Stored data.
*** Block opens ***
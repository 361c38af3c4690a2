use std::collections::BTreeSet;

use proptest::prelude::*;
use sssom_context::{
    built_in_prefix_map, contract, expand, prune_to_used, reconcile, PrefixMap,
    SSSOM_BUILT_IN_PREFIXES,
};

fn prefix() -> impl Strategy<Value = String> {
    prop_oneof![
        proptest::string::string_regex("[A-Za-z][A-Za-z0-9_]{0,6}").unwrap(),
        // Built-in names show up often enough to exercise overrides.
        proptest::sample::select(SSSOM_BUILT_IN_PREFIXES.to_vec()).prop_map(str::to_string),
    ]
}

fn namespace() -> impl Strategy<Value = String> {
    proptest::string::string_regex("[a-z]{1,8}")
        .unwrap()
        .prop_map(|host| format!("http://{host}.example.org/"))
}

fn prefix_map() -> impl Strategy<Value = PrefixMap> {
    proptest::collection::btree_map(prefix(), namespace(), 0..8).prop_map(PrefixMap::from)
}

proptest! {
    #![proptest_config(ProptestConfig::with_cases(256))]

    #[test]
    fn reconcile_is_idempotent(m in prefix_map()) {
        let once = reconcile(Some(&m));
        let twice = reconcile(Some(&once));
        prop_assert_eq!(once, twice);
    }

    #[test]
    fn reconcile_is_superset_of_input_and_missing_built_ins(m in prefix_map()) {
        let out = reconcile(Some(&m));
        for (p, ns) in m.iter() {
            prop_assert_eq!(out.get(p), Some(ns));
        }
        for (p, ns) in built_in_prefix_map().iter() {
            if !m.contains_prefix(p) {
                prop_assert_eq!(out.get(p), Some(ns));
            }
        }
    }

    #[test]
    fn non_strict_prune_is_idempotent(
        m in prefix_map(),
        used in proptest::collection::btree_set(prefix(), 0..6),
    ) {
        let m = reconcile(Some(&m));
        let once = prune_to_used(&m, &used, false).unwrap();
        let twice = prune_to_used(&once, &used, false).unwrap();
        prop_assert_eq!(once, twice);
    }

    #[test]
    fn strict_prune_fails_exactly_when_something_is_missing(
        m in prefix_map(),
        used in proptest::collection::btree_set(prefix(), 0..6),
    ) {
        let m = reconcile(Some(&m));
        let missing: BTreeSet<&String> = used.iter().filter(|p| !m.contains_prefix(p)).collect();
        prop_assert_eq!(prune_to_used(&m, &used, true).is_err(), !missing.is_empty());
    }

    #[test]
    fn contracted_uris_expand_back(m in prefix_map(), local in "[A-Za-z0-9_]{1,8}") {
        for (_, ns) in m.iter() {
            let uri = format!("{ns}{local}");
            let curie = contract(&uri, &m);
            prop_assert_eq!(expand(&curie, &m), Some(uri));
        }
    }
}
*** Block closes ***
What you will do.
Check each line of the records for the string "format" and copy those that have it.

Task answer.
        .prop_map(|host| format!("http://{host}.example.org/"))
            let uri = format!("{ns}{local}");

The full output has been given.